┌─ DATA

//! Logging setup

use tracing_subscriber::prelude::*;
use tracing_subscriber::EnvFilter;

/// Filter used when `RUST_LOG` is unset
pub const DEFAULT_DIRECTIVE: &str = "pdf_reader=info,warn";

/// Install a formatted stderr subscriber filtered by `RUST_LOG`
///
/// Falls back to `default_directive` when `RUST_LOG` is unset or invalid.
/// Returns false if a global subscriber was already installed, so it is
/// safe to call more than once.
pub fn init_tracing(default_directive: &str) -> bool {
    let filter =
        EnvFilter::try_from_default_env().unwrap_or_else(|_| EnvFilter::new(default_directive));

    let fmt_layer = tracing_subscriber::fmt::layer()
        .with_writer(std::io::stderr)
        .with_target(true);

    let installed = tracing_subscriber::registry()
        .with(filter)
        .with(fmt_layer)
        .try_init()
        .is_ok();

    if installed {
        tracing::debug!(directive = default_directive, "tracing initialized");
    }
    installed
}

#[cfg(test)]
mod tests {
    use super::*;

    #[test]
    fn test_init_tracing_is_idempotent() {
        init_tracing("debug");
        assert!(!init_tracing("debug"));
    }
}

└─

● **AIM OF THE EXERCISE**:
From the first line to the last, transcribe the data exactly.

● **EXERCISE OUTPUT**:
//! Logging setup

use tracing_subscriber::prelude::*;
use tracing_subscriber::EnvFilter;

/// Filter used when `RUST_LOG` is unset
pub const DEFAULT_DIRECTIVE: &str = "pdf_reader=info,warn";

/// Install a formatted stderr subscriber filtered by `RUST_LOG`
///
/// Falls back to `default_directive` when `RUST_LOG` is unset or invalid.
/// Returns false if a global subscriber was already installed, so it is
/// safe to call more than once.
pub fn init_tracing(default_directive: &str) -> bool {
    let filter =
        EnvFilter::try_from_default_env().unwrap_or_else(|_| EnvFilter::new(default_directive));

    let fmt_layer = tracing_subscriber::fmt::layer()
        .with_writer(std::io::stderr)
        .with_target(true);

    let installed = tracing_subscriber::registry()
        .with(filter)
        .with(fmt_layer)
        .try_init()
        .is_ok();

    if installed {
        tracing::debug!(directive = default_directive, "tracing initialized");
    }
    installed
}

#[cfg(test)]
mod tests {
    use super::*;

    #[test]
    fn test_init_tracing_is_idempotent() {
        init_tracing("debug");
        assert!(!init_tracing("debug"));
    }
}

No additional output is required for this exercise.